As a first step the PGM are identified, using the Mineral Liberation Analyzer (MLA). The SPL (Sparse Phase Liberation) mode is the best way to find and identify the PGM with high spatial resolution and great accuracy. For this purpose, a series of back-scattered electron images is collected. Within these images, mineral grains are selected that match or exceed a set grey-scale value. These grains are characterized by collecting EDS spectra. Grains identified as PGMs are then marked and coordinates recorded in a format suitable for the EPMA at the point logger. With these coordinates recorded, the sample can be transferred to the microprobe. Despite their small grain sizes the PGM can be retrieved without any difficulties (deviation from the position logged with the point logger is only a few µm). Case studies illustrate that the combination of MLA, point logger and EPMA results in the identification of 4-5 times more PGMs than by careful reflected light microscopy. This is mainly due to the facts that (a) PGM with grain sizes < 5µm are reliably identified and (b) PGM and closely associated base metal sulfides and sulfosalts are well differentiated with the MLA. Furthermore, identification of PGMs remains unaffected by human error and is efficient with respect to the time spent by the mineralogist on a particular sample.

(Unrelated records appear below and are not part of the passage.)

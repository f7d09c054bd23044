use thiserror::Error;

use crate::domain::types::TypeConstraintError;

/// Errors surfaced by repository implementations.
#[derive(Debug, Error)]
pub enum RepositoryError {
    /// Checking a connection out of the pool failed.
    #[error("connection pool error: {0}")]
    Pool(#[from] diesel::r2d2::PoolError),
    /// The underlying query failed.
    #[error("database error: {0}")]
    Database(#[from] diesel::result::Error),
    /// A stored row could not be converted into its domain type.
    #[error("stored value violates a domain constraint: {0}")]
    Constraint(#[from] TypeConstraintError),
}

/// Convenient alias for results returned from repository functions.
pub type RepositoryResult<T> = Result<T, RepositoryError>;
use chrono::Utc;
use serde::Deserialize;
use thiserror::Error;
use validator::{Validate, ValidationErrors};

use crate::domain::attribute::AttributeDefinitionDraft;
use crate::domain::category::NewCategory;
use crate::domain::types::{CategoryId, CategoryName, CategoryStatus, TypeConstraintError};
use crate::forms::attributes::{AttributeDefinitionForm, AttributeFormError};

/// Errors produced when converting category forms into typed payloads.
#[derive(Debug, Error)]
pub enum CategoryFormError {
    #[error("category form validation failed: {0}")]
    Validation(String),
    #[error("category form contains invalid data: {0}")]
    TypeConstraint(String),
}

impl From<ValidationErrors> for CategoryFormError {
    fn from(value: ValidationErrors) -> Self {
        Self::Validation(value.to_string())
    }
}

impl From<TypeConstraintError> for CategoryFormError {
    fn from(value: TypeConstraintError) -> Self {
        Self::TypeConstraint(value.to_string())
    }
}

impl From<AttributeFormError> for CategoryFormError {
    fn from(value: AttributeFormError) -> Self {
        Self::Validation(value.to_string())
    }
}

#[derive(Debug, Deserialize, Validate)]
pub struct AddCategoryForm {
    #[validate(length(min = 1, max = 100))]
    pub name: String,
    pub parent_id: Option<i32>,
    /// Defaults to `pending` when omitted; moderation happens later.
    pub status: Option<String>,
    #[serde(default)]
    pub attributes: Vec<AttributeDefinitionForm>,
}

#[derive(Debug, Clone, PartialEq)]
pub struct AddCategoryFormPayload {
    pub name: CategoryName,
    pub parent_id: Option<CategoryId>,
    pub status: CategoryStatus,
    pub attributes: Vec<AttributeDefinitionDraft>,
}

impl AddCategoryFormPayload {
    /// Splits the payload into the insertable category and its seed
    /// attribute definitions.
    pub fn into_parts(self) -> (NewCategory, Vec<AttributeDefinitionDraft>) {
        let now = Utc::now().naive_utc();
        let category = NewCategory {
            name: self.name,
            parent_id: self.parent_id,
            status: self.status,
            created_at: now,
            updated_at: now,
        };
        (category, self.attributes)
    }
}

impl TryFrom<AddCategoryForm> for AddCategoryFormPayload {
    type Error = CategoryFormError;

    fn try_from(value: AddCategoryForm) -> Result<Self, Self::Error> {
        value.validate()?;
        let status = match value.status.as_deref() {
            Some(status) => CategoryStatus::try_from(status)?,
            None => CategoryStatus::Pending,
        };

        Ok(Self {
            name: CategoryName::new(value.name)?,
            parent_id: value.parent_id.map(CategoryId::new).transpose()?,
            status,
            attributes: value
                .attributes
                .into_iter()
                .map(TryInto::try_into)
                .collect::<Result<Vec<_>, AttributeFormError>>()?,
        })
    }
}

#[derive(Debug, Deserialize, Validate)]
pub struct UpdateCategoryForm {
    #[validate(range(min = 1))]
    pub category_id: i32,
    #[validate(length(min = 1, max = 100))]
    pub name: String,
    pub parent_id: Option<i32>,
    /// When present, the full desired attribute list to reconcile against.
    pub attributes: Option<Vec<AttributeDefinitionForm>>,
}

#[derive(Debug, Clone, PartialEq)]
pub struct UpdateCategoryFormPayload {
    pub category_id: CategoryId,
    pub name: CategoryName,
    pub parent_id: Option<CategoryId>,
    pub attributes: Option<Vec<AttributeDefinitionDraft>>,
}

impl TryFrom<UpdateCategoryForm> for UpdateCategoryFormPayload {
    type Error = CategoryFormError;

    fn try_from(value: UpdateCategoryForm) -> Result<Self, Self::Error> {
        value.validate()?;
        let attributes = value
            .attributes
            .map(|entries| {
                entries
                    .into_iter()
                    .map(TryInto::try_into)
                    .collect::<Result<Vec<_>, AttributeFormError>>()
            })
            .transpose()?;

        Ok(Self {
            category_id: CategoryId::new(value.category_id)?,
            name: CategoryName::new(value.name)?,
            parent_id: value.parent_id.map(CategoryId::new).transpose()?,
            attributes,
        })
    }
}

#[derive(Debug, Deserialize, Validate)]
pub struct SetCategoryStatusForm {
    #[validate(range(min = 1))]
    pub category_id: i32,
    pub status: String,
}

#[derive(Debug, Clone, PartialEq)]
pub struct SetCategoryStatusFormPayload {
    pub category_id: CategoryId,
    pub status: CategoryStatus,
}

impl TryFrom<SetCategoryStatusForm> for SetCategoryStatusFormPayload {
    type Error = CategoryFormError;

    fn try_from(value: SetCategoryStatusForm) -> Result<Self, Self::Error> {
        value.validate()?;
        Ok(Self {
            category_id: CategoryId::new(value.category_id)?,
            status: CategoryStatus::try_from(value.status.as_str())?,
        })
    }
}

#[derive(Debug, Deserialize, Validate)]
pub struct DeleteCategoryForm {
    #[validate(range(min = 1))]
    pub category_id: i32,
}

#[derive(Debug, Clone, PartialEq)]
pub struct DeleteCategoryFormPayload {
    pub category_id: CategoryId,
}

impl TryFrom<DeleteCategoryForm> for DeleteCategoryFormPayload {
    type Error = CategoryFormError;

    fn try_from(value: DeleteCategoryForm) -> Result<Self, Self::Error> {
        value.validate()?;
        Ok(Self {
            category_id: CategoryId::new(value.category_id)?,
        })
    }
}

#[cfg(test)]
mod tests {
    use super::*;

    #[test]
    fn add_category_defaults_to_pending() {
        let form = AddCategoryForm {
            name: " Vegetables ".to_string(),
            parent_id: None,
            status: None,
            attributes: vec![],
        };

        let payload: AddCategoryFormPayload = form.try_into().unwrap();
        assert_eq!(payload.name.as_str(), "Vegetables");
        assert_eq!(payload.status, CategoryStatus::Pending);
    }

    #[test]
    fn add_category_rejects_unknown_status() {
        let form = AddCategoryForm {
            name: "Vegetables".to_string(),
            parent_id: None,
            status: Some("archived".to_string()),
            attributes: vec![],
        };

        let payload: Result<AddCategoryFormPayload, _> = form.try_into();
        assert!(payload.is_err());
    }

    #[test]
    fn update_category_keeps_attribute_list_optional() {
        let form = UpdateCategoryForm {
            category_id: 3,
            name: "Root Vegetables".to_string(),
            parent_id: Some(1),
            attributes: None,
        };

        let payload: UpdateCategoryFormPayload = form.try_into().unwrap();
        assert_eq!(payload.category_id.get(), 3);
        assert_eq!(payload.parent_id.unwrap().get(), 1);
        assert!(payload.attributes.is_none());
    }

    #[test]
    fn status_form_parses_status() {
        let form = SetCategoryStatusForm {
            category_id: 2,
            status: "approved".to_string(),
        };

        let payload: SetCategoryStatusFormPayload = form.try_into().unwrap();
        assert_eq!(payload.status, CategoryStatus::Approved);
    }
}
use std::fmt::Display;
use std::fmt::Formatter;

use bitflags::bitflags;

bitflags! {
    /// Windows-style object access mask.
    ///
    /// Holds the standard rights, `SYNCHRONIZE`, the generic bits expanded by
    /// each object type's `map_access`, and the file-specific rights (which
    /// double as the pseudo-rights used by the mapping code to participate in
    /// sharing checks).
    #[derive(Debug, Clone, Copy, PartialEq, Eq, Hash, Default)]
    pub struct AccessMask: u32 {
        const FILE_READ_DATA = 0x0001;
        const FILE_WRITE_DATA = 0x0002;
        const FILE_APPEND_DATA = 0x0004;
        const FILE_READ_EA = 0x0008;
        const FILE_WRITE_EA = 0x0010;
        const FILE_EXECUTE = 0x0020;
        const FILE_DELETE_CHILD = 0x0040;
        const FILE_READ_ATTRIBUTES = 0x0080;
        const FILE_WRITE_ATTRIBUTES = 0x0100;

        const DELETE = 0x0001_0000;
        const READ_CONTROL = 0x0002_0000;
        const WRITE_DAC = 0x0004_0000;
        const WRITE_OWNER = 0x0008_0000;
        const SYNCHRONIZE = 0x0010_0000;

        const STANDARD_RIGHTS_REQUIRED = 0x000f_0000;
        const STANDARD_RIGHTS_READ = Self::READ_CONTROL.bits();
        const STANDARD_RIGHTS_WRITE = Self::READ_CONTROL.bits();
        const STANDARD_RIGHTS_EXECUTE = Self::READ_CONTROL.bits();
        const STANDARD_RIGHTS_ALL = 0x001f_0000;

        const GENERIC_ALL = 0x1000_0000;
        const GENERIC_EXECUTE = 0x2000_0000;
        const GENERIC_WRITE = 0x4000_0000;
        const GENERIC_READ = 0x8000_0000;

        // Pseudo-rights carried on fds opened for a mapping; they never come
        // from a client but feed the sharing checks.
        const FILE_MAPPING_IMAGE = 0x8000_0000;
        const FILE_MAPPING_WRITE = 0x4000_0000;
        const FILE_MAPPING_ACCESS = 0x2000_0000;

        const _ = !0;
    }
}

impl AccessMask {
    pub const FILE_GENERIC_READ: AccessMask = AccessMask::STANDARD_RIGHTS_READ
        .union(AccessMask::FILE_READ_DATA)
        .union(AccessMask::FILE_READ_ATTRIBUTES)
        .union(AccessMask::FILE_READ_EA)
        .union(AccessMask::SYNCHRONIZE);
    pub const FILE_GENERIC_WRITE: AccessMask = AccessMask::STANDARD_RIGHTS_WRITE
        .union(AccessMask::FILE_WRITE_DATA)
        .union(AccessMask::FILE_WRITE_ATTRIBUTES)
        .union(AccessMask::FILE_WRITE_EA)
        .union(AccessMask::FILE_APPEND_DATA)
        .union(AccessMask::SYNCHRONIZE);
    pub const FILE_GENERIC_EXECUTE: AccessMask = AccessMask::STANDARD_RIGHTS_EXECUTE
        .union(AccessMask::FILE_EXECUTE)
        .union(AccessMask::FILE_READ_ATTRIBUTES)
        .union(AccessMask::SYNCHRONIZE);
    pub const FILE_ALL_ACCESS: AccessMask =
        AccessMask::STANDARD_RIGHTS_ALL.union(AccessMask::from_bits_retain(0x1ff));

    /// Access rights that require Unix read permission on the backing file.
    pub const FILE_UNIX_READ_ACCESS: AccessMask = AccessMask::FILE_READ_DATA
        .union(AccessMask::FILE_READ_ATTRIBUTES)
        .union(AccessMask::FILE_READ_EA);
    /// Access rights that require Unix write permission on the backing file.
    pub const FILE_UNIX_WRITE_ACCESS: AccessMask = AccessMask::FILE_WRITE_DATA
        .union(AccessMask::FILE_APPEND_DATA)
        .union(AccessMask::FILE_WRITE_ATTRIBUTES)
        .union(AccessMask::FILE_WRITE_EA);

    /// Default expansion of the generic bits into standard rights only.
    pub fn map_generic_default(self) -> AccessMask {
        let mut access = self;
        if access.contains(AccessMask::GENERIC_READ) {
            access |= AccessMask::STANDARD_RIGHTS_READ;
        }
        if access.contains(AccessMask::GENERIC_WRITE) {
            access |= AccessMask::STANDARD_RIGHTS_WRITE;
        }
        if access.contains(AccessMask::GENERIC_EXECUTE) {
            access |= AccessMask::STANDARD_RIGHTS_EXECUTE;
        }
        if access.contains(AccessMask::GENERIC_ALL) {
            access |= AccessMask::STANDARD_RIGHTS_ALL;
        }
        access.strip_generic()
    }

    /// Expansion of the generic bits into file rights, used by every
    /// fd-backed object type.
    pub fn map_generic_file(self) -> AccessMask {
        let mut access = self;
        if access.contains(AccessMask::GENERIC_READ) {
            access |= AccessMask::FILE_GENERIC_READ;
        }
        if access.contains(AccessMask::GENERIC_WRITE) {
            access |= AccessMask::FILE_GENERIC_WRITE;
        }
        if access.contains(AccessMask::GENERIC_EXECUTE) {
            access |= AccessMask::FILE_GENERIC_EXECUTE;
        }
        if access.contains(AccessMask::GENERIC_ALL) {
            access |= AccessMask::FILE_ALL_ACCESS;
        }
        access.strip_generic()
    }

    fn strip_generic(self) -> AccessMask {
        self & !(AccessMask::GENERIC_READ
            | AccessMask::GENERIC_WRITE
            | AccessMask::GENERIC_EXECUTE
            | AccessMask::GENERIC_ALL)
    }
}

impl Display for AccessMask {
    fn fmt(&self, f: &mut Formatter<'_>) -> std::fmt::Result {
        write!(f, "{:#010x}", self.bits())
    }
}

bitflags! {
    /// File sharing mode bits.
    #[derive(Debug, Clone, Copy, PartialEq, Eq, Hash, Default)]
    pub struct ShareMode: u32 {
        const READ = 0x01;
        const WRITE = 0x02;
        const DELETE = 0x04;
    }
}

bitflags! {
    /// File open options (`FILE_*` create options).
    #[derive(Debug, Clone, Copy, PartialEq, Eq, Hash, Default)]
    pub struct OpenOptions: u32 {
        const DIRECTORY_FILE = 0x0001;
        const WRITE_THROUGH = 0x0002;
        const SEQUENTIAL_ONLY = 0x0004;
        const SYNCHRONOUS_IO_ALERT = 0x0010;
        const SYNCHRONOUS_IO_NONALERT = 0x0020;
        const NON_DIRECTORY_FILE = 0x0040;
        const DELETE_ON_CLOSE = 0x1000;
        const OPEN_FOR_BACKUP_INTENT = 0x4000;
    }
}

impl OpenOptions {
    /// True when the open asks for synchronous I/O semantics.
    pub fn is_synchronous(self) -> bool {
        self.intersects(OpenOptions::SYNCHRONOUS_IO_ALERT | OpenOptions::SYNCHRONOUS_IO_NONALERT)
    }
}

bitflags! {
    /// Object attributes used at name lookup and creation.
    #[derive(Debug, Clone, Copy, PartialEq, Eq, Hash, Default)]
    pub struct Attributes: u32 {
        const INHERIT = 0x02;
        const PERMANENT = 0x10;
        const EXCLUSIVE = 0x20;
        const CASE_INSENSITIVE = 0x40;
        const OPEN_IF = 0x80;
        const OPEN_LINK = 0x100;
    }
}

bitflags! {
    /// File attribute bits (the subset with POSIX-visible consequences).
    #[derive(Debug, Clone, Copy, PartialEq, Eq, Hash, Default)]
    pub struct FileAttributes: u32 {
        const READONLY = 0x0001;
        const HIDDEN = 0x0002;
        const SYSTEM = 0x0004;
        const DIRECTORY = 0x0010;
        const ARCHIVE = 0x0020;
        const NORMAL = 0x0080;
    }
}

#[cfg(test)]
mod tests {
    use super::*;

    #[test]
    fn generic_file_expansion() {
        let mapped = (AccessMask::GENERIC_READ | AccessMask::SYNCHRONIZE).map_generic_file();
        assert!(mapped.contains(AccessMask::FILE_READ_DATA));
        assert!(mapped.contains(AccessMask::SYNCHRONIZE));
        assert!(!mapped.intersects(AccessMask::GENERIC_READ));
    }

    #[test]
    fn generic_all_expansion() {
        let mapped = AccessMask::GENERIC_ALL.map_generic_file();
        assert!(mapped.contains(AccessMask::FILE_ALL_ACCESS));
        assert!(!mapped.intersects(
            AccessMask::GENERIC_READ | AccessMask::GENERIC_WRITE | AccessMask::GENERIC_ALL
        ));
    }
}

Despite the efficient identification of PGM grains using MLA, the combination with FE-EPMA bears at least one significant advantage. FE-EPMA allows for the accurate determination of mineral chemical composition by WDS, whereas MLA permits only for EDS spot analyses. WDS analyses of PGM by FE-EPMA requires considerable caution, though, due to overlaps of X-rays on both peak and background of almost all PGE and associated elements (e.g. OsMβ on IrMα and AuMβ on HgMα). It is thus necessary to look carefully at every element and to set peak and backgrounds individually for every element. X-ray lines suitable for quantitative analyses (e.g. Mβ instead of Mα) need to be carefully selected. As peak overlaps cannot be avoided completely, an offline overlap correction has been developed in order to correct the interferences afterwards. Results obtained in this study attain acceptable totals and atomic proportions, suggesting that the applied corrections are appropriate.